= Dessie Smith Prescott =

American pilot

Dessie Smith Prescott (August 4, 1906 – April 19, 2002) was Florida’s first professional woman guide and the first female licensed pilot in the state. She was inducted into the Florida Women's Hall of Fame in 1999 for her work.

== Biography ==
Prescott was born on August 4, 1906, in Island Grove, Florida. Her parents died in the 1918 flu pandemic, and she went to live with an aunt, and later with her brother (in Baltimore). Prescott earned money by working many jobs, including working as a waitress and car seller. With extra money she earned, she would travel back to Florida and hunt game for a month every year. Prescott soon moved back to Florida, helping to sell houses.
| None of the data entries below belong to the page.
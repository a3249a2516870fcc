use std::time::Duration;

use anyhow::{bail, Context, Result};
use reqwest::blocking::{Client as HttpClient, RequestBuilder, Response};
use reqwest::header::{COOKIE, USER_AGENT};
use serde::de::DeserializeOwned;
use serde::Deserialize;
use serde_json::json;
use tracing::debug;
use url::Url;

use crate::auth::Session;
use crate::error::ApiError;
use crate::model::{
    Comment, FeedPage, LikeStatus, LikeToggle, NewVideo, UserProfile, VideoRecord,
};

pub const DEFAULT_BASE_URL: &str = "http://localhost:3000/";

#[derive(Debug, Clone, Default)]
pub struct ClientConfig {
    pub base_url: String,
    pub user_agent: String,
    pub timeout: Option<Duration>,
    pub http_client: Option<HttpClient>,
}

/// Short-lived parameters the media host requires for a signed upload.
#[derive(Debug, Clone, Deserialize, PartialEq, Eq)]
#[serde(rename_all = "camelCase")]
pub struct UploadAuth {
    pub token: String,
    pub expire: i64,
    pub signature: String,
    #[serde(default)]
    pub public_key: String,
}

#[derive(Deserialize)]
#[serde(untagged)]
enum FeedResponse {
    Page(FeedPage),
    Bare(Vec<VideoRecord>),
}

#[derive(Deserialize)]
struct ErrorBody {
    error: String,
}

pub struct Client {
    http: HttpClient,
    user_agent: String,
    base_url: Url,
}

impl Client {
    pub fn new(config: ClientConfig) -> Result<Self> {
        if config.user_agent.trim().is_empty() {
            bail!("api client user agent required");
        }
        let base = if config.base_url.trim().is_empty() {
            DEFAULT_BASE_URL.to_string()
        } else {
            config.base_url
        };
        let base_url = normalize_base(&base)?;
        let http = match config.http_client {
            Some(client) => client,
            None => HttpClient::builder()
                .timeout(config.timeout.unwrap_or(Duration::from_secs(20)))
                .build()
                .context("api: build http client")?,
        };

        Ok(Client {
            http,
            user_agent: config.user_agent,
            base_url,
        })
    }

    pub fn base_url(&self) -> &Url {
        &self.base_url
    }

    pub fn http(&self) -> &HttpClient {
        &self.http
    }

    pub fn user_agent(&self) -> &str {
        &self.user_agent
    }

    pub fn endpoint(&self, path: &str) -> Result<Url> {
        self.base_url
            .join(path.trim_start_matches('/'))
            .with_context(|| format!("api: build url for {path}"))
    }

    pub fn videos(&self, limit: usize, offset: usize) -> Result<FeedPage> {
        let mut url = self.endpoint("/api/videos")?;
        url.query_pairs_mut()
            .append_pair("limit", &limit.to_string())
            .append_pair("offset", &offset.to_string());
        let response: FeedResponse = self.fetch_json(self.http.get(url), None)?;
        Ok(match response {
            FeedResponse::Page(page) => page,
            FeedResponse::Bare(videos) => FeedPage {
                videos,
                pagination: None,
            },
        })
    }

    pub fn create_video(&self, session: &Session, video: &NewVideo) -> Result<VideoRecord> {
        let url = self.endpoint("/api/videos")?;
        self.fetch_json(self.http.post(url).json(video), Some(session))
            .context("api: create video")
    }

    pub fn like_status(&self, session: &Session, video_id: &str) -> Result<LikeStatus> {
        let url = self.video_endpoint(video_id, "like")?;
        self.fetch_json(self.http.get(url), Some(session))
    }

    pub fn toggle_like(&self, session: &Session, video_id: &str) -> Result<LikeToggle> {
        let url = self.video_endpoint(video_id, "like")?;
        self.fetch_json(self.http.post(url), Some(session))
    }

    pub fn comments(&self, video_id: &str) -> Result<Vec<Comment>> {
        let url = self.video_endpoint(video_id, "comments")?;
        self.fetch_json(self.http.get(url), None)
    }

    pub fn post_comment(&self, session: &Session, video_id: &str, text: &str) -> Result<Comment> {
        let url = self.video_endpoint(video_id, "comments")?;
        self.fetch_json(
            self.http.post(url).json(&json!({ "text": text })),
            Some(session),
        )
    }

    pub fn user_profile(&self, id_or_username: &str) -> Result<UserProfile> {
        let id = id_or_username.trim();
        if id.is_empty() {
            bail!("api: user id required");
        }
        let mut url = self.endpoint("/api/users/")?;
        url.path_segments_mut()
            .map_err(|_| anyhow::anyhow!("api: base url cannot hold a path"))?
            .pop_if_empty()
            .push(id);
        self.fetch_json(self.http.get(url), None)
    }

    pub fn upload_auth(&self, session: &Session, path: &str) -> Result<UploadAuth> {
        let url = self.endpoint(path)?;
        self.fetch_json(self.http.get(url), Some(session))
            .context("api: fetch upload credentials")
    }

    fn video_endpoint(&self, video_id: &str, action: &str) -> Result<Url> {
        let id = video_id.trim();
        if id.is_empty() {
            bail!("api: video id required");
        }
        let mut url = self.endpoint("/api/videos/")?;
        url.path_segments_mut()
            .map_err(|_| anyhow::anyhow!("api: base url cannot hold a path"))?
            .pop_if_empty()
            .push(id)
            .push(action);
        Ok(url)
    }

    pub fn send(&self, builder: RequestBuilder, session: Option<&Session>) -> Result<Response> {
        let mut builder = builder.header(USER_AGENT, &self.user_agent);
        if let Some(session) = session {
            builder = builder.header(COOKIE, session.cookie.header_value());
        }
        let response = builder.send().context("api: send request")?;
        let status = response.status();
        debug!(url = %response.url(), status = status.as_u16(), "api response");
        if status.is_success() {
            return Ok(response);
        }
        let body = response.text().unwrap_or_default();
        let message = serde_json::from_str::<ErrorBody>(&body)
            .map(|parsed| parsed.error)
            .unwrap_or_else(|_| {
                let trimmed = body.trim();
                if trimmed.is_empty() {
                    status.canonical_reason().unwrap_or("request failed").to_string()
                } else {
                    trimmed.to_string()
                }
            });
        Err(ApiError::Status { status, message }.into())
    }

    fn fetch_json<T: DeserializeOwned>(
        &self,
        builder: RequestBuilder,
        session: Option<&Session>,
    ) -> Result<T> {
        let response = self.send(builder, session)?;
        response.json::<T>().context("api: decode response body")
    }
}

fn normalize_base(raw: &str) -> Result<Url> {
    let trimmed = raw.trim();
    let with_slash = if trimmed.ends_with('/') {
        trimmed.to_string()
    } else {
        format!("{trimmed}/")
    };
    Url::parse(&with_slash).with_context(|| format!("api: invalid base url {raw}"))
}
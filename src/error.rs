use reqwest::StatusCode;

/// Non-success HTTP response from the video service.
#[derive(Debug, thiserror::Error)]
pub enum ApiError {
    #[error("{status}: {message}")]
    Status { status: StatusCode, message: String },
}

#[derive(Debug, Clone, PartialEq, Eq, thiserror::Error)]
pub enum FeedError {
    #[error("login required")]
    Unauthorized,
    #[error("not found: {0}")]
    NotFound(String),
    #[error("invalid input: {0}")]
    Validation(String),
    #[error("request failed: {0}")]
    Network(String),
}

impl FeedError {
    pub fn from_api(err: &anyhow::Error) -> Self {
        let status = err.chain().find_map(|cause| match cause.downcast_ref::<ApiError>() {
            Some(ApiError::Status { status, message }) => Some((*status, message.clone())),
            None => None,
        });
        match status {
            Some((StatusCode::UNAUTHORIZED | StatusCode::FORBIDDEN, _)) => FeedError::Unauthorized,
            Some((StatusCode::NOT_FOUND, message)) => FeedError::NotFound(message),
            Some((
                StatusCode::BAD_REQUEST | StatusCode::CONFLICT | StatusCode::UNPROCESSABLE_ENTITY,
                message,
            )) => FeedError::Validation(message),
            _ => FeedError::Network(format!("{err:#}")),
        }
    }

    pub fn is_retryable(&self) -> bool {
        matches!(self, FeedError::Network(_))
    }
}
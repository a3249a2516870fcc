use std::sync::Arc;

use anyhow::{anyhow, bail, Context, Result};
use chrono::{DateTime, Duration as ChronoDuration, Utc};
use once_cell::sync::Lazy;
use regex::Regex;
use reqwest::blocking::Response;
use reqwest::header::{HeaderMap, COOKIE, SET_COOKIE};
use serde::Deserialize;
use serde_json::json;
use tracing::{debug, info};
use url::Url;

use crate::api;
use crate::error::FeedError;

pub const SESSION_COOKIE: &str = "next-auth.session-token";
pub const SECURE_SESSION_COOKIE: &str = "__Secure-next-auth.session-token";
const CSRF_COOKIE: &str = "next-auth.csrf-token";
const SECURE_CSRF_COOKIE: &str = "__Host-next-auth.csrf-token";
const VERIFICATION_TOKEN_BYTES: usize = 32;
const DEFAULT_SESSION_DAYS: i64 = 30;

static EMAIL_RE: Lazy<Regex> = Lazy::new(|| {
    Regex::new(r"^[^@\s]+@[^@\s]+\.[^@\s]+$").expect("email pattern compiles")
});

#[derive(Debug, Clone, PartialEq, Eq)]
pub struct SessionCookie {
    pub name: String,
    pub value: String,
}

impl SessionCookie {
    pub fn header_value(&self) -> String {
        format!("{}={}", self.name, self.value)
    }
}

/// Signed-in identity handed explicitly to everything that needs one.
#[derive(Debug, Clone, PartialEq, Eq)]
pub struct Session {
    pub user_id: String,
    pub email: String,
    pub cookie: SessionCookie,
    pub expires_at: DateTime<Utc>,
}

impl Session {
    pub fn is_expired(&self, now: DateTime<Utc>) -> bool {
        self.expires_at <= now
    }
}

#[derive(Debug, Clone, PartialEq, Eq)]
pub struct Registration {
    pub message: String,
    pub requires_verification: bool,
}

#[derive(Deserialize)]
#[serde(rename_all = "camelCase")]
struct CsrfBody {
    csrf_token: String,
}

#[derive(Deserialize)]
struct CallbackBody {
    #[serde(default)]
    url: Option<String>,
}

#[derive(Deserialize)]
struct SessionBody {
    #[serde(default)]
    user: Option<SessionUser>,
    #[serde(default)]
    expires: Option<DateTime<Utc>>,
}

#[derive(Deserialize)]
struct SessionUser {
    #[serde(default)]
    id: Option<String>,
    #[serde(default)]
    email: Option<String>,
}

#[derive(Deserialize)]
#[serde(rename_all = "camelCase")]
struct RegisterBody {
    #[serde(default)]
    message: String,
    #[serde(default)]
    requires_verification: bool,
}

/// Credentials flow against the service's session endpoints.
pub struct Flow {
    client: Arc<api::Client>,
}

impl Flow {
    pub fn new(client: Arc<api::Client>) -> Self {
        Self { client }
    }

    pub fn sign_in(&self, email: &str, password: &str) -> Result<Session> {
        let email = email.trim();
        validate_email(email).map_err(anyhow::Error::new)?;
        if password.is_empty() {
            bail!("auth: password is required");
        }

        let csrf_url = self.client.endpoint("/api/auth/csrf")?;
        let response = self.client.send(self.client.http().get(csrf_url), None)?;
        let csrf_cookie = find_cookie(response.headers(), &[CSRF_COOKIE, SECURE_CSRF_COOKIE]);
        let csrf: CsrfBody = response.json().context("auth: decode csrf token")?;

        let callback_url = self.client.endpoint("/api/auth/callback/credentials")?;
        let mut request = self.client.http().post(callback_url).form(&[
            ("csrfToken", csrf.csrf_token.as_str()),
            ("email", email),
            ("password", password),
            ("json", "true"),
        ]);
        if let Some(cookie) = &csrf_cookie {
            request = request.header(COOKIE, cookie.header_value());
        }
        let response = self
            .client
            .send(request, None)
            .context("auth: credentials callback")?;
        let cookie = find_cookie(response.headers(), &[SESSION_COOKIE, SECURE_SESSION_COOKIE]);
        let body: CallbackBody = response.json().unwrap_or(CallbackBody { url: None });
        if let Some(error) = body.url.as_deref().and_then(callback_error) {
            bail!("auth: sign-in rejected: {error}");
        }
        let cookie = cookie.ok_or_else(|| anyhow!("auth: sign-in rejected: no session issued"))?;

        let session = self.resume(cookie)?;
        info!(user_id = %session.user_id, "signed in");
        Ok(session)
    }

    /// Rebuilds a session from a stored cookie, failing when the service no longer accepts it.
    pub fn resume(&self, cookie: SessionCookie) -> Result<Session> {
        let url = self.client.endpoint("/api/auth/session")?;
        let response = self
            .client
            .http()
            .get(url)
            .header(COOKIE, cookie.header_value());
        let body: SessionBody = self
            .client
            .send(response, None)?
            .json()
            .context("auth: decode session")?;
        let user = body
            .user
            .ok_or_else(|| anyhow!(FeedError::Unauthorized))
            .context("auth: session expired")?;
        let email = user.email.unwrap_or_default();
        let user_id = user
            .id
            .filter(|id| !id.trim().is_empty())
            .unwrap_or_else(|| email.clone());
        if user_id.is_empty() {
            bail!("auth: session is missing a user id");
        }
        let expires_at = body
            .expires
            .unwrap_or_else(|| Utc::now() + ChronoDuration::days(DEFAULT_SESSION_DAYS));
        debug!(%user_id, %expires_at, "session resumed");
        Ok(Session {
            user_id,
            email,
            cookie,
            expires_at,
        })
    }

    pub fn register(&self, email: &str, password: &str) -> Result<Registration> {
        let email = email.trim();
        validate_email(email).map_err(anyhow::Error::new)?;
        if password.is_empty() {
            return Err(FeedError::Validation("password is required".into()).into());
        }
        let url = self.client.endpoint("/api/auth/register")?;
        let response = self.client.send(
            self.client
                .http()
                .post(url)
                .json(&json!({ "email": email, "password": password })),
            None,
        )?;
        let body: RegisterBody = read_json(response).context("auth: decode registration")?;
        Ok(Registration {
            message: body.message,
            requires_verification: body.requires_verification,
        })
    }

    pub fn verify_email(&self, token: &str) -> Result<String> {
        let token = validate_verification_token(token).map_err(anyhow::Error::new)?;
        let url = self.client.endpoint("/api/auth/verify-email")?;
        let response = self.client.send(
            self.client
                .http()
                .post(url)
                .json(&json!({ "token": token })),
            None,
        )?;
        let body: serde_json::Value = read_json(response)?;
        Ok(body
            .get("message")
            .and_then(|value| value.as_str())
            .unwrap_or("Email verified")
            .to_string())
    }
}

fn read_json<T: serde::de::DeserializeOwned>(response: Response) -> Result<T> {
    response.json::<T>().context("auth: decode response body")
}

pub fn validate_email(email: &str) -> Result<(), FeedError> {
    if EMAIL_RE.is_match(email.trim()) {
        Ok(())
    } else {
        Err(FeedError::Validation(format!("{email:?} is not an email address")))
    }
}

/// Verification tokens are 32 random bytes, hex encoded.
pub fn validate_verification_token(token: &str) -> Result<String, FeedError> {
    let token = token.trim();
    match hex::decode(token) {
        Ok(bytes) if bytes.len() == VERIFICATION_TOKEN_BYTES => Ok(token.to_ascii_lowercase()),
        _ => Err(FeedError::Validation(
            "verification token must be 64 hex characters".into(),
        )),
    }
}

fn find_cookie(headers: &HeaderMap, names: &[&str]) -> Option<SessionCookie> {
    headers
        .get_all(SET_COOKIE)
        .iter()
        .filter_map(|value| value.to_str().ok())
        .filter_map(parse_set_cookie)
        .find(|cookie| names.contains(&cookie.name.as_str()) && !cookie.value.is_empty())
}

fn parse_set_cookie(raw: &str) -> Option<SessionCookie> {
    let pair = raw.split(';').next()?.trim();
    let (name, value) = pair.split_once('=')?;
    Some(SessionCookie {
        name: name.trim().to_string(),
        value: value.trim().to_string(),
    })
}

fn callback_error(url: &str) -> Option<String> {
    let parsed = Url::parse(url)
        .or_else(|_| Url::parse("http://localhost/").and_then(|base| base.join(url)))
        .ok()?;
    parsed
        .query_pairs()
        .find(|(key, _)| key == "error")
        .map(|(_, value)| value.into_owned())
}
Prescott later moved to Philadelphia, where she lived with her brother and learned how to fly on retired planes. After a while, she was issued a pilot's license, becoming the third woman in the United States to be issued such a license. Prescott flew in a barnstorming troop, before quitting. In World War II, she was a member of the Women's Army Corps and later began flying. After attending an Officer Training School in Des Moines, Iowa, Prescott was assigned to the Central Flying Training Command, and spent her time in Texas. After the war was over, she moved back to Florida, where she would reside until her death. She was a close friend of Marjorie Kinnan Rawlings.